[Assignment]:
Search the entries for the word "Creates". Copy every line that holds it.

[Exercise materials]:
//! Rotation schedule (solution) model.
//!
//! A rotation schedule splits the match into contiguous segments, each
//! with a fixed set of outfield players on the pitch. Changeovers between
//! segments are derived on demand rather than stored.

use serde::{Deserialize, Serialize};

/// A complete rotation plan for one match.
#[derive(Debug, Clone, Default, PartialEq, Eq, Serialize, Deserialize)]
pub struct RotationSchedule {
    /// Segments in match order, tiling `[0, duration)`.
    pub segments: Vec<Segment>,
    /// Player swaps across all segment boundaries.
    pub total_substitutions: usize,
}

/// A contiguous stretch of match time with a fixed on/off assignment.
///
/// `on_players` and `off_players` partition the outfield set; both keep
/// its name-sorted order.
#[derive(Debug, Clone, PartialEq, Eq, Serialize, Deserialize)]
pub struct Segment {
    /// Start minute (inclusive).
    pub start_minute: u32,
    /// End minute (exclusive).
    pub end_minute: u32,
    /// Players on the pitch.
    pub on_players: Vec<String>,
    /// Players on the bench.
    pub off_players: Vec<String>,
}

/// Players swapped at a segment boundary.
#[derive(Debug, Clone, PartialEq, Eq, Serialize, Deserialize)]
pub struct Changeover {
    /// Match minute at which the swap happens.
    pub minute: u32,
    /// Players entering (absent from the previous segment).
    pub coming_on: Vec<String>,
    /// Players leaving (absent from the next segment).
    pub going_off: Vec<String>,
}

impl Segment {
    /// Creates a segment.
    pub fn new(
        start_minute: u32,
        end_minute: u32,
        on_players: Vec<String>,
        off_players: Vec<String>,
    ) -> Self {
        Self {
            start_minute,
            end_minute,
            on_players,
            off_players,
        }
    }

    /// Segment length (minutes).
    #[inline]
    pub fn duration_minutes(&self) -> u32 {
        self.end_minute - self.start_minute
    }

    /// Whether `name` is on the pitch during this segment.
    pub fn is_on(&self, name: &str) -> bool {
        self.on_players.iter().any(|p| p == name)
    }
}

impl Changeover {
    /// Number of swaps at this boundary.
    #[inline]
    pub fn size(&self) -> usize {
        self.coming_on.len()
    }
}

impl RotationSchedule {
    /// Creates a schedule from segments, counting substitutions from the
    /// changeovers between them.
    ///
    /// Changeovers match players by name, so players sharing a name are
    /// merged. The scheduler counts by position instead.
    pub fn from_segments(segments: Vec<Segment>) -> Self {
        let mut schedule = Self {
            segments,
            total_substitutions: 0,
        };
        schedule.total_substitutions = schedule.changeovers().iter().map(Changeover::size).sum();
        schedule
    }

    /// Number of segments.
    pub fn segment_count(&self) -> usize {
        self.segments.len()
    }

    /// Changeovers at every boundary, in match order.
    ///
    /// A presentation view keyed by name; `total_substitutions` is the
    /// authoritative count.
    pub fn changeovers(&self) -> Vec<Changeover> {
        self.segments
            .windows(2)
            .map(|pair| {
                let (prev, next) = (&pair[0], &pair[1]);
                Changeover {
                    minute: next.start_minute,
                    coming_on: next
                        .on_players
                        .iter()
                        .filter(|p| !prev.is_on(p))
                        .cloned()
                        .collect(),
                    going_off: prev
                        .on_players
                        .iter()
                        .filter(|p| !next.is_on(p))
                        .cloned()
                        .collect(),
                }
            })
            .collect()
    }

    /// Minutes played by `name` across all segments.
    ///
    /// Players sharing a name are indistinguishable here.
    pub fn minutes_for(&self, name: &str) -> u32 {
        self.segments
            .iter()
            .filter(|s| s.is_on(name))
            .map(Segment::duration_minutes)
            .sum()
    }

    /// Latest segment end (minutes).
    pub fn end_minute(&self) -> u32 {
        self.segments.last().map(|s| s.end_minute).unwrap_or(0)
    }
}
//! Equal-share playing-time estimate.

use serde::{Deserialize, Serialize};

/// Proportional minutes per player, for display.
///
/// Independent of any rotation schedule: the outfield figure is the
/// average share of outfield minutes, not what a plan actually gives.
#[derive(Debug, Clone, Copy, PartialEq, Eq, Serialize, Deserialize)]
pub struct EqualShareEstimate {
    /// Minutes for the goalkeeper (always the full match).
    pub goalkeeper_minutes: u32,
    /// Average minutes per outfield player, rounded.
    pub outfield_minutes: u32,
    /// Number of outfield players.
    pub outfield_count: usize,
    /// Whether a designated goalkeeper is attending.
    pub has_goalkeeper: bool,
}
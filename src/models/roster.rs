//! Attendance roster model.
//!
//! The roster is the caller's view of who turned up for a match. The
//! goalkeeper designation is only honoured when that player is actually
//! attending; otherwise everyone is treated as outfield.

use serde::{Deserialize, Serialize};

/// Players marked present for one match, plus an optional goalkeeper.
///
/// Names are expected to be unique. Duplicates are not rejected; they are
/// simply carried through as distinct entries.
#[derive(Debug, Clone, Default, PartialEq, Eq, Serialize, Deserialize)]
pub struct AttendanceRoster {
    /// Attendee names in the caller's order.
    pub attendees: Vec<String>,
    /// Designated goalkeeper. `None` = nobody in goal.
    #[serde(default)]
    pub goalkeeper: Option<String>,
}

impl AttendanceRoster {
    /// Creates a roster without a goalkeeper.
    pub fn new<I, S>(attendees: I) -> Self
    where
        I: IntoIterator<Item = S>,
        S: Into<String>,
    {
        Self {
            attendees: attendees.into_iter().map(Into::into).collect(),
            goalkeeper: None,
        }
    }

    /// Designates a goalkeeper.
    pub fn with_goalkeeper(mut self, name: impl Into<String>) -> Self {
        self.goalkeeper = Some(name.into());
        self
    }

    /// The goalkeeper, if one is designated **and** attending.
    pub fn active_goalkeeper(&self) -> Option<&str> {
        self.goalkeeper
            .as_deref()
            .filter(|gk| self.attendees.iter().any(|a| a == gk))
    }

    /// Whether a designated goalkeeper is attending.
    #[inline]
    pub fn has_goalkeeper(&self) -> bool {
        self.active_goalkeeper().is_some()
    }

    /// Outfield players: attendees minus the active goalkeeper, sorted
    /// ascending by name.
    ///
    /// Only the first entry matching the goalkeeper is removed. The sort
    /// makes every downstream plan independent of attendance order.
    pub fn outfield_players(&self) -> Vec<String> {
        let mut outfield = self.attendees.clone();
        if let Some(gk) = self.active_goalkeeper() {
            if let Some(pos) = outfield.iter().position(|a| a == gk) {
                outfield.remove(pos);
            }
        }
        outfield.sort();
        outfield
    }

    /// Number of outfield players.
    pub fn outfield_count(&self) -> usize {
        if self.has_goalkeeper() {
            self.attendees.len() - 1
        } else {
            self.attendees.len()
        }
    }

    /// Number of attendees, goalkeeper included.
    #[inline]
    pub fn len(&self) -> usize {
        self.attendees.len()
    }

    /// Whether nobody is attending.
    #[inline]
    pub fn is_empty(&self) -> bool {
        self.attendees.is_empty()
    }
}
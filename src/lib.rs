//! Equal playing-time rotation planning for small-sided matches.
//!
//! Given who turned up and who is in goal, plans which outfield players
//! are on the pitch in each part of the match so that everyone plays and
//! substitutions stay few. Pure computation: no I/O, no shared state.
//!
//! # Modules
//!
//! - **`models`**: Domain types: `MatchConfig`, `AttendanceRoster`,
//!   `Segment`, `RotationSchedule`, `Changeover`, `EqualShareEstimate`
//! - **`scheduler`**: `EqualShareEstimator`, `RotationScheduler`,
//!   `PlayingTimeReport`
//! - **`validation`**: Input checks (blank/duplicate names, capacity)
//!
//! # Example
//!
//! ```
//! use u_rotation::models::{AttendanceRoster, MatchConfig};
//! use u_rotation::scheduler::{compute_schedule, estimate};
//!
//! let config = MatchConfig::nine_a_side();
//! let roster = AttendanceRoster::new(["Ava", "Ben", "Cal", "Dan", "Eve", "Fin",
//!                                     "Gus", "Hal", "Ivy", "Joe", "Kit"])
//!     .with_goalkeeper("Kit");
//!
//! let est = estimate(&roster, &config);
//! assert_eq!(est.outfield_minutes, 48);
//!
//! let plan = compute_schedule(&roster, &config).unwrap();
//! assert_eq!(plan.segment_count(), 2);
//! assert_eq!(plan.total_substitutions, 2);
//! ```

pub mod models;
pub mod scheduler;
pub mod validation;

[Solution below]:
    /// Creates a segment.
    /// Creates a schedule from segments, counting substitutions from the
    /// Creates a roster without a goalkeeper.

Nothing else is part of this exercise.